Saved entries:
------------

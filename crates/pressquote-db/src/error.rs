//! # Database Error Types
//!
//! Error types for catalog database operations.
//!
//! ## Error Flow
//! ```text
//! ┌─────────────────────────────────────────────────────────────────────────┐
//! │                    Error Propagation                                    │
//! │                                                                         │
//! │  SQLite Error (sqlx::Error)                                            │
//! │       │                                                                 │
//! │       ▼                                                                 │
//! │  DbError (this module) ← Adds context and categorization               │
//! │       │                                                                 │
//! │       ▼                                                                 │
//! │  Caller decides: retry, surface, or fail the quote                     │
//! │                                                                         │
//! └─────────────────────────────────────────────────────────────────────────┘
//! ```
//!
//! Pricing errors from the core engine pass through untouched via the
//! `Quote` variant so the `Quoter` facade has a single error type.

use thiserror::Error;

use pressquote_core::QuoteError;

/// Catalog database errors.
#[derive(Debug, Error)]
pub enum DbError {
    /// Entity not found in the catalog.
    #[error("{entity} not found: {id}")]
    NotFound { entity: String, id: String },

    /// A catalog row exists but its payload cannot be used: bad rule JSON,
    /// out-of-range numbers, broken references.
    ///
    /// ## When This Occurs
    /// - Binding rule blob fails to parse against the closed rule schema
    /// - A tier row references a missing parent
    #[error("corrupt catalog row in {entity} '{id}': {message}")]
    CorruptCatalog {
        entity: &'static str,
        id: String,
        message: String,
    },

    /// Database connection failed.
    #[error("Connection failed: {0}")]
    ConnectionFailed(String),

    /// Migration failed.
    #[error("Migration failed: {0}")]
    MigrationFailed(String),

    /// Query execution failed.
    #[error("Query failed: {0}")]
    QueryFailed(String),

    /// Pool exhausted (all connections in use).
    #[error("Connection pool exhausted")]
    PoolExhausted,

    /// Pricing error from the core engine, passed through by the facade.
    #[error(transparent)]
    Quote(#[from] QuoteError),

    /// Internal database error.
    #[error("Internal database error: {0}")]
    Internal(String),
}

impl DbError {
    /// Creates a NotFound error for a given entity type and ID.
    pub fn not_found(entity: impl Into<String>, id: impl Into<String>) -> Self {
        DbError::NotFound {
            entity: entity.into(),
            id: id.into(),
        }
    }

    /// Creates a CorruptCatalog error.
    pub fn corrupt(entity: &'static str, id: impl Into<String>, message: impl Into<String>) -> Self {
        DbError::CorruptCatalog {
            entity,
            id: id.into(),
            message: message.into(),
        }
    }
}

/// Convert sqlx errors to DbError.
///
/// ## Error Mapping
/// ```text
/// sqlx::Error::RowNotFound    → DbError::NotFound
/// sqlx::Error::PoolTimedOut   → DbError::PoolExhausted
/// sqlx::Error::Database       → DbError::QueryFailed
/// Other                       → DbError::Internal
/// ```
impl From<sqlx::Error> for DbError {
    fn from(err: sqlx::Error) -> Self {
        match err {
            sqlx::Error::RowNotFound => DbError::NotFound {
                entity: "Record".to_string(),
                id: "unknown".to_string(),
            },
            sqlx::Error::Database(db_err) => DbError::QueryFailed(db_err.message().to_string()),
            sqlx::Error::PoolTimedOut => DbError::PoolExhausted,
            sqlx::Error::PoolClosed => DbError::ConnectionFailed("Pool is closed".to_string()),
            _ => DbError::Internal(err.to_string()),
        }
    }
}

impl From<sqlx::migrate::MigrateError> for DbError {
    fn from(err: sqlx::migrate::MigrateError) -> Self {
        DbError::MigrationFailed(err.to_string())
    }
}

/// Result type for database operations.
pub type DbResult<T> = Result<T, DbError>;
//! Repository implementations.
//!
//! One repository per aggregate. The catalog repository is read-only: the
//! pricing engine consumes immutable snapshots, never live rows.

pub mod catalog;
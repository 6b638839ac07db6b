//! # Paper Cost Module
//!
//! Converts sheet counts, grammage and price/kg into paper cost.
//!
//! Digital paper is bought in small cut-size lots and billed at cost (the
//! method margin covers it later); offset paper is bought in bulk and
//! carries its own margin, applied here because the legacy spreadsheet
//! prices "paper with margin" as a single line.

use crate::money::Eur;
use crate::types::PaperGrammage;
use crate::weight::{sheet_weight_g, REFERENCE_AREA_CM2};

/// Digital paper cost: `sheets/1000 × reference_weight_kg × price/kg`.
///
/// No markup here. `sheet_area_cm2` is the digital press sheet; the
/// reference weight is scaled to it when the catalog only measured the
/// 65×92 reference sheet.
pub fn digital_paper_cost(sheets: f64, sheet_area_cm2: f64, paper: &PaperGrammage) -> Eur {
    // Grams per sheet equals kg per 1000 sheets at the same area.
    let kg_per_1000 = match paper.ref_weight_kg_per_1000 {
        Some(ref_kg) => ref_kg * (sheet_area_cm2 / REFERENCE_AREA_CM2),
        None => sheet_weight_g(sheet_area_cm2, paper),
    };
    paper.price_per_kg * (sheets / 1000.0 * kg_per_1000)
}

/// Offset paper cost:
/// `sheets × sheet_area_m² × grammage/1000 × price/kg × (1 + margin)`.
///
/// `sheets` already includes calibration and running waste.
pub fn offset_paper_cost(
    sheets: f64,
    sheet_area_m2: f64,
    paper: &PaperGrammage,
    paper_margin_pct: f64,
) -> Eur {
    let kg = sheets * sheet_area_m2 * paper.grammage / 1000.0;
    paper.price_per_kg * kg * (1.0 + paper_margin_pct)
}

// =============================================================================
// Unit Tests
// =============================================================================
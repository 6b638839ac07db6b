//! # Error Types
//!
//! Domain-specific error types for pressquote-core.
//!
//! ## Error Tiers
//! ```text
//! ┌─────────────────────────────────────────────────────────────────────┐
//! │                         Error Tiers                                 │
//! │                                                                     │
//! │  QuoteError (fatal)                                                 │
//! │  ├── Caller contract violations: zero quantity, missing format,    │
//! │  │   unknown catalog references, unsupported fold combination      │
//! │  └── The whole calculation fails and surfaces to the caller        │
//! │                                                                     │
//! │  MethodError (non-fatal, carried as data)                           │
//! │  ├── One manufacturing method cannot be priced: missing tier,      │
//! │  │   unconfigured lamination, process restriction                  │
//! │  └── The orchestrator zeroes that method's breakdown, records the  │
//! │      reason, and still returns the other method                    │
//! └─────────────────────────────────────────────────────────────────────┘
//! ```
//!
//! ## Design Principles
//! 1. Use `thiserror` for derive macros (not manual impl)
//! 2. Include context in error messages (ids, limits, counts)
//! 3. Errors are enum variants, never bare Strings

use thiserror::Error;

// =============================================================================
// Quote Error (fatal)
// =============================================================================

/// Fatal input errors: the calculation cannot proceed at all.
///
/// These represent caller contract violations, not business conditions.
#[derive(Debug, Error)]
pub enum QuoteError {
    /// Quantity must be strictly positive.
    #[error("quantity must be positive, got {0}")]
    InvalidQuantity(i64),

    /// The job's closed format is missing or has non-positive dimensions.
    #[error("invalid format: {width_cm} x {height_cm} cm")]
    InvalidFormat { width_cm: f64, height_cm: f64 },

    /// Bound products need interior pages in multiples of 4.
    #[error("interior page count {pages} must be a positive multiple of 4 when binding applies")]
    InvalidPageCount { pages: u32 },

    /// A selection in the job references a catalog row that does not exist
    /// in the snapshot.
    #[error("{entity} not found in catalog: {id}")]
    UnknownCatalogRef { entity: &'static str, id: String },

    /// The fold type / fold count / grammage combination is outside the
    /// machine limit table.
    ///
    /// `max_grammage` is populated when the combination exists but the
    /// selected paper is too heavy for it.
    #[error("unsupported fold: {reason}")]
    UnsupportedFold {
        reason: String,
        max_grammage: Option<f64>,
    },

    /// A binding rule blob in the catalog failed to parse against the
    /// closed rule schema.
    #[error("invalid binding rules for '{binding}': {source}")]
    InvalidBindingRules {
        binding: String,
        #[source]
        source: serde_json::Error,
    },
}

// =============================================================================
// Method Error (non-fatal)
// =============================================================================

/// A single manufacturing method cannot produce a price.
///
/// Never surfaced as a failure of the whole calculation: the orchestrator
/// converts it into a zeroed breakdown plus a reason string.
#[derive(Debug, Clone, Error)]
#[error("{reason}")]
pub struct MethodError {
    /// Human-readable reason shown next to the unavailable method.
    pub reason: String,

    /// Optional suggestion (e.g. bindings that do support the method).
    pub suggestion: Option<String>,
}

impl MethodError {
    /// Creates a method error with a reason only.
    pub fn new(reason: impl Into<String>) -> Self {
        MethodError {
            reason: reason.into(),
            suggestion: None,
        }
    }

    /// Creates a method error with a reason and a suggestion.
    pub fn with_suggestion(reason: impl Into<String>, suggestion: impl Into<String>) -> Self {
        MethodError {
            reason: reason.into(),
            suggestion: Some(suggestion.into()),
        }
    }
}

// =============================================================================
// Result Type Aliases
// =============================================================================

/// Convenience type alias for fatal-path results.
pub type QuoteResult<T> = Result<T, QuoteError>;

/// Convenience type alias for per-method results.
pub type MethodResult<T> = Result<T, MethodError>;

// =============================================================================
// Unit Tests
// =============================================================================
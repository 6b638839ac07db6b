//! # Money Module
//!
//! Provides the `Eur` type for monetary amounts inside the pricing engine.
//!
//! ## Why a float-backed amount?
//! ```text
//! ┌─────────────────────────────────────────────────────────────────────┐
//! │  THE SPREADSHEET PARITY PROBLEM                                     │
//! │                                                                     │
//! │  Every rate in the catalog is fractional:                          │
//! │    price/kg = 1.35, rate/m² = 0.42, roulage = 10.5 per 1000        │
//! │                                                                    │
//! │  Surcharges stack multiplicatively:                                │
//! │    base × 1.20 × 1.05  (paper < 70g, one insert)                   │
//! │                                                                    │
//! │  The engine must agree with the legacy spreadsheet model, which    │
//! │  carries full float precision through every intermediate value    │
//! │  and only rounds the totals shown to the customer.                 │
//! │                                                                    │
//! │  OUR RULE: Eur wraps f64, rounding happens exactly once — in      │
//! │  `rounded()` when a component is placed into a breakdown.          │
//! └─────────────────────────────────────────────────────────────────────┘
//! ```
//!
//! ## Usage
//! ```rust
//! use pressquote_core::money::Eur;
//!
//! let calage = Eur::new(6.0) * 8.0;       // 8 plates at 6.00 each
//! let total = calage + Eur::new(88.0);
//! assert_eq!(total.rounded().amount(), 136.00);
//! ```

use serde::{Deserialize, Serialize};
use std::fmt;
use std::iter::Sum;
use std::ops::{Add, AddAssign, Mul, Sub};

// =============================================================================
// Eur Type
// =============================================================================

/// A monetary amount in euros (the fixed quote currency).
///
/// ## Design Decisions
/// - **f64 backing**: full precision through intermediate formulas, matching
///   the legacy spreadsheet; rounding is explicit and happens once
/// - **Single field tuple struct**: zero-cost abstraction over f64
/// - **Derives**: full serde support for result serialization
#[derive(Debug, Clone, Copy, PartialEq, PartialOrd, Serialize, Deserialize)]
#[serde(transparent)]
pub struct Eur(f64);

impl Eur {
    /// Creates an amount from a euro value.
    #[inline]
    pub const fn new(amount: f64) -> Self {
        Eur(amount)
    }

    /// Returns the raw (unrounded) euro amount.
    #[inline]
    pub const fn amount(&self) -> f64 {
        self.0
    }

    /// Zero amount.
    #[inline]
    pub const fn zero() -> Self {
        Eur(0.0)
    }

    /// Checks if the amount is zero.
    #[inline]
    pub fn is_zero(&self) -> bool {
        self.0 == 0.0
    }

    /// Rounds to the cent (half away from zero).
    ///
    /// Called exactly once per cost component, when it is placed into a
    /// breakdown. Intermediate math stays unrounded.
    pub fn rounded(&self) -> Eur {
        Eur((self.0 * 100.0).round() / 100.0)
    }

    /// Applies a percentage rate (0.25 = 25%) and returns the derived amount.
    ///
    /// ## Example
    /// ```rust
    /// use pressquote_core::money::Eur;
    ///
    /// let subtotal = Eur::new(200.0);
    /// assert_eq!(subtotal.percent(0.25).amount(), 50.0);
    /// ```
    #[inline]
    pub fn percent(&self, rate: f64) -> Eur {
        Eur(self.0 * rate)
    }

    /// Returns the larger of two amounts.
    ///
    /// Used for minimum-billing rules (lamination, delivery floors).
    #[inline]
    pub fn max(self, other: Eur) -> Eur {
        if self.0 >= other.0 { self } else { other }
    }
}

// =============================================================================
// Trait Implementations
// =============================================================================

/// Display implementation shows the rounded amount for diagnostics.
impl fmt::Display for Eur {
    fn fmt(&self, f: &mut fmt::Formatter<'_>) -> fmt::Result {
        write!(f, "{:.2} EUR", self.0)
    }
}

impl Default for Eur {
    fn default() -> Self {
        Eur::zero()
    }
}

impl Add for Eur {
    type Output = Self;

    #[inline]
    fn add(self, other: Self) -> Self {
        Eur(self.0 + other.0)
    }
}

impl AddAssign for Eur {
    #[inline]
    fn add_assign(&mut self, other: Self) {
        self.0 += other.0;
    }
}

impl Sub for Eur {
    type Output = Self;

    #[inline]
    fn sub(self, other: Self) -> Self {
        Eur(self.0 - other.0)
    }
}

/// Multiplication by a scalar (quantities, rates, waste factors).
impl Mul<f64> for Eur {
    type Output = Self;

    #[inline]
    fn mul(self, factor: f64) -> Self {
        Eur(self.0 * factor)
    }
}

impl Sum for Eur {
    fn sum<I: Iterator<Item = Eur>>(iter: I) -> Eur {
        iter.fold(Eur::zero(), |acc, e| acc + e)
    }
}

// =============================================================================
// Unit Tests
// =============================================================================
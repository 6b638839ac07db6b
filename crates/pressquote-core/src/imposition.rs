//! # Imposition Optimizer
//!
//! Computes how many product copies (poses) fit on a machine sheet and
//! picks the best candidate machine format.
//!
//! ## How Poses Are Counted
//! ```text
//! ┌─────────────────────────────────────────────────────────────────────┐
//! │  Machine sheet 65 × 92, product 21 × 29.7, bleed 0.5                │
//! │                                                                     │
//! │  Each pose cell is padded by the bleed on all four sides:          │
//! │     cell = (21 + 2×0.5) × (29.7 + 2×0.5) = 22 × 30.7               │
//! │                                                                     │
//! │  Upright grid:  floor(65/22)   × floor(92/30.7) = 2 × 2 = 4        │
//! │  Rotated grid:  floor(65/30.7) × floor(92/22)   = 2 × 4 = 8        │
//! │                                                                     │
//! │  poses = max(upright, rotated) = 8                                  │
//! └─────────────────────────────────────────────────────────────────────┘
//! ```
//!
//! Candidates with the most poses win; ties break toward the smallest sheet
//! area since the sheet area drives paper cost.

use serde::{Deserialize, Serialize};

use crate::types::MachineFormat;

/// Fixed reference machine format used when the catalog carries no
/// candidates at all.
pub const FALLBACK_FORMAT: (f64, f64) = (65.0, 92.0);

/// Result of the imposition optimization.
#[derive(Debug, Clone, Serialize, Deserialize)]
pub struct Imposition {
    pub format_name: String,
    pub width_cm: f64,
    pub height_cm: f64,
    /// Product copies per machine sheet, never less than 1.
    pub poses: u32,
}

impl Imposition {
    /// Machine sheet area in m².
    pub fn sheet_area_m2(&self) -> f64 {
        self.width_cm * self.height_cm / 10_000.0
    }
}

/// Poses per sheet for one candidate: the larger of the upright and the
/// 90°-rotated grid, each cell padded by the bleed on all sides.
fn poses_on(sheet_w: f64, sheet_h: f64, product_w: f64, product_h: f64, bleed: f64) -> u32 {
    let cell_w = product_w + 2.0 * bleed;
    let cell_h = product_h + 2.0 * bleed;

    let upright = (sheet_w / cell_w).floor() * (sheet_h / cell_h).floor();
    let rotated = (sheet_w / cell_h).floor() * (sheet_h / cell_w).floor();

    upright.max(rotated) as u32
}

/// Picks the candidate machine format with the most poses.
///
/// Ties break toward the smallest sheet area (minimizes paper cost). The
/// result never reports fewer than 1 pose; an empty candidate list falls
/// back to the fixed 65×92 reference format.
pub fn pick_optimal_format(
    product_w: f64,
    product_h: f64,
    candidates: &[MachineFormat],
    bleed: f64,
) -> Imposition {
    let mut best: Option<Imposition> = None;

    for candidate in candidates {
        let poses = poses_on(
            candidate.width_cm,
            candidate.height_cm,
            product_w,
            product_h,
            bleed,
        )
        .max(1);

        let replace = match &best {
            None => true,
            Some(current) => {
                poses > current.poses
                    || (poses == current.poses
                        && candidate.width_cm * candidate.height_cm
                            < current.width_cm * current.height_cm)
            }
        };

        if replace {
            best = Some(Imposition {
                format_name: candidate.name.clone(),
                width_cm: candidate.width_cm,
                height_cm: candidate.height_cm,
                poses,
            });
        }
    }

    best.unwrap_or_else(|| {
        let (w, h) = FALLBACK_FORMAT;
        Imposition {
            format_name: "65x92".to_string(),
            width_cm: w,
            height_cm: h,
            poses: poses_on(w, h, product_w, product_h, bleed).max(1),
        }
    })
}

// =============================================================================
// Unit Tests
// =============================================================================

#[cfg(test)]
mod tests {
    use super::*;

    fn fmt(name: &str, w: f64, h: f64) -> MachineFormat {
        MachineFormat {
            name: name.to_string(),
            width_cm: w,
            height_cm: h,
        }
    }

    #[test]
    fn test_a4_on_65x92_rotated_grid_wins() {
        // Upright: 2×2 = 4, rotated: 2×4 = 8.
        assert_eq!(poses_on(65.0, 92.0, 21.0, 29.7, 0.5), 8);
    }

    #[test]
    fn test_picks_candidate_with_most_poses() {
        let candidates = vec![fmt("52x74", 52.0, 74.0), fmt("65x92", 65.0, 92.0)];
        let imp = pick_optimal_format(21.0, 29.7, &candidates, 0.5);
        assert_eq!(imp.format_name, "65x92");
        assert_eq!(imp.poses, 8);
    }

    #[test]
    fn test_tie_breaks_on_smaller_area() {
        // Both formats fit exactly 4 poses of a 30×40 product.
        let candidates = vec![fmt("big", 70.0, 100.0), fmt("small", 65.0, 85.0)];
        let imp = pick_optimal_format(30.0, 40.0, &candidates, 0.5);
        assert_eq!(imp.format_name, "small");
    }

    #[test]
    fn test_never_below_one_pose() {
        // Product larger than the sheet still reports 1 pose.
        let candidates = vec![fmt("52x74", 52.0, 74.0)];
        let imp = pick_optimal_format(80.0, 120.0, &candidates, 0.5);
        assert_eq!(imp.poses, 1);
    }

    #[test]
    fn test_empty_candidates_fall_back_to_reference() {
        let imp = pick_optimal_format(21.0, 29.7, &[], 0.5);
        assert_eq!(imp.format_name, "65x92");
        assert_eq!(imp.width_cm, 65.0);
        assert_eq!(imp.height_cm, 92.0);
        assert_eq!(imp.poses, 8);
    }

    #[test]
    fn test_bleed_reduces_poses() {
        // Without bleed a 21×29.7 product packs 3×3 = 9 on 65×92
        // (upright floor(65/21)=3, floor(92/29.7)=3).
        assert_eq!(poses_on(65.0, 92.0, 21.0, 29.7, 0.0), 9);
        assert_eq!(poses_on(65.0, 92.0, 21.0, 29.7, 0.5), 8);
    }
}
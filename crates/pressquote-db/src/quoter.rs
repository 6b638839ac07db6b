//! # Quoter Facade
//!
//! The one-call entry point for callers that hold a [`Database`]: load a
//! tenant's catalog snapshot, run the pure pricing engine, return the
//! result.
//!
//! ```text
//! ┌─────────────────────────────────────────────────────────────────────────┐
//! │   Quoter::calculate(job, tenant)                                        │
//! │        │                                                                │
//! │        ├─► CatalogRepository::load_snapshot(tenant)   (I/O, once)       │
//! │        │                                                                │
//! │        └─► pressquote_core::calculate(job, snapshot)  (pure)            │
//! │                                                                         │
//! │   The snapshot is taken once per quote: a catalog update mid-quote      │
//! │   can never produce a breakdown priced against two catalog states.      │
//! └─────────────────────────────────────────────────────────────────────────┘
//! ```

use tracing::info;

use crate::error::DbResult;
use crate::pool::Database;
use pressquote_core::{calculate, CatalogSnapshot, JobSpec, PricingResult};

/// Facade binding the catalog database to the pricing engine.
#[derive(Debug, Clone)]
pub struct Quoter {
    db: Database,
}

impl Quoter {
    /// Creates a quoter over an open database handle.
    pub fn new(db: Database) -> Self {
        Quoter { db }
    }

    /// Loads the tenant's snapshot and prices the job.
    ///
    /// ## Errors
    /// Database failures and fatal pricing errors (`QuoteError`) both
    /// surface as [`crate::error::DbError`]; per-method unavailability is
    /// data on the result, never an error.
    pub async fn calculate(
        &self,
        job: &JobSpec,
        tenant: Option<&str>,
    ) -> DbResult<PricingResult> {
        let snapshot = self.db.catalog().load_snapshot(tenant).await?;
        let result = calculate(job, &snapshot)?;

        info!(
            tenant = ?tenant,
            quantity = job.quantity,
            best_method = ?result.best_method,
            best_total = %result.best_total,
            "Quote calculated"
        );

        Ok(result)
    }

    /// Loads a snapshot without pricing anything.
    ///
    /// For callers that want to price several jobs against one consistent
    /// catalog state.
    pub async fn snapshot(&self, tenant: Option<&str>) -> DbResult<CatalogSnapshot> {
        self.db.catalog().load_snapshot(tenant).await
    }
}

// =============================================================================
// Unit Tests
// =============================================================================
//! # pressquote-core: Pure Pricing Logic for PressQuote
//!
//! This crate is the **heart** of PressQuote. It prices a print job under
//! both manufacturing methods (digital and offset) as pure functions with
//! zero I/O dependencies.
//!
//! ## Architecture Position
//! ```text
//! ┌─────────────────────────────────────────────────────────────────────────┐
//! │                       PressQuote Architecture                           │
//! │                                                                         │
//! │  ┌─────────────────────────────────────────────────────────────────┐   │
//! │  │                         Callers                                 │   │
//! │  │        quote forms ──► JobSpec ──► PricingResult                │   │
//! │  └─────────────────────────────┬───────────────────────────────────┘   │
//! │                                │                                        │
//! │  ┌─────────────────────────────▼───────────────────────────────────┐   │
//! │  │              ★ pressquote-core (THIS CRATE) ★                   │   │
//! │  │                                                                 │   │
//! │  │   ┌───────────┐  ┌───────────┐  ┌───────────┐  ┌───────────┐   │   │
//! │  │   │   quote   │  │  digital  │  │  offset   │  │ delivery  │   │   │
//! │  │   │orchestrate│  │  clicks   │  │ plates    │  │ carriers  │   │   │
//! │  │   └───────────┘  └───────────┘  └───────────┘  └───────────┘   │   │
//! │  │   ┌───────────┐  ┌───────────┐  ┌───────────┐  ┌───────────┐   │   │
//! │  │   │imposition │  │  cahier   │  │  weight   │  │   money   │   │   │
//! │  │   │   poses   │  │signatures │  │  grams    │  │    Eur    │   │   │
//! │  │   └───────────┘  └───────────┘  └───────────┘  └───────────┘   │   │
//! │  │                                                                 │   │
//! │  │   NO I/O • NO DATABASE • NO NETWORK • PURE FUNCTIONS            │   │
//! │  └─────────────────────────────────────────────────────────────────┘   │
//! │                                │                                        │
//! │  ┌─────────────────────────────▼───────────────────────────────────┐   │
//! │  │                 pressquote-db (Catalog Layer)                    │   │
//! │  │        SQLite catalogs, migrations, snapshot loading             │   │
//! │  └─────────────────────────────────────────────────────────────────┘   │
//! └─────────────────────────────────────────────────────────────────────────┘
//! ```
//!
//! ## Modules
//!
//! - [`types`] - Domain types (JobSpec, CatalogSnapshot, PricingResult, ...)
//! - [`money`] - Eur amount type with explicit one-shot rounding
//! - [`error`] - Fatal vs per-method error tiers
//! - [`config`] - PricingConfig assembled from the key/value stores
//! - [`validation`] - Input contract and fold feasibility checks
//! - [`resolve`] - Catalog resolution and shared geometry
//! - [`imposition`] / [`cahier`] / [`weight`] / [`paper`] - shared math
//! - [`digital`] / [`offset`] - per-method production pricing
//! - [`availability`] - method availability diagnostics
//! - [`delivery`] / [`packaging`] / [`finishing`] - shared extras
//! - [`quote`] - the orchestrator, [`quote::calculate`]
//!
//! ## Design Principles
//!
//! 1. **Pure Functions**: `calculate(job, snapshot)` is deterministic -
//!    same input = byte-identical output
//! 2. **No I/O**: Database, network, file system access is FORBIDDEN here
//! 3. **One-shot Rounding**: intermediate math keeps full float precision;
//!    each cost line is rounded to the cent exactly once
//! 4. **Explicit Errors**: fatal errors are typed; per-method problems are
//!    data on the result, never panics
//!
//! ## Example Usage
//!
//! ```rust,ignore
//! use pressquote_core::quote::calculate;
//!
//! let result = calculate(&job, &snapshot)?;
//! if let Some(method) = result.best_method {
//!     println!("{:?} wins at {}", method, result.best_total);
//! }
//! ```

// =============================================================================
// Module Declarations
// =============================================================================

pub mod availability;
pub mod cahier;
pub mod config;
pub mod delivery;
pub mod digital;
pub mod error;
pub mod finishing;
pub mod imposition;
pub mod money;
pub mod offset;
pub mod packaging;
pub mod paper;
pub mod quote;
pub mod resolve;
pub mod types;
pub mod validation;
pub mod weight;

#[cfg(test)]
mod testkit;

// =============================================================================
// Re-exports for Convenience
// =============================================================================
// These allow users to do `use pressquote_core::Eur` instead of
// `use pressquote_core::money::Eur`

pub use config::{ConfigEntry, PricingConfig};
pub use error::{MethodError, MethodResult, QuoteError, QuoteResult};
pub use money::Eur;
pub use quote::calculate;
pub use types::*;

------------

WORK TO COMPLETE ▸ Count how many lines in the records above hold the word "whole", and answer with that number alone.

SOLUTION TO THIS EXERCISE ▸ 2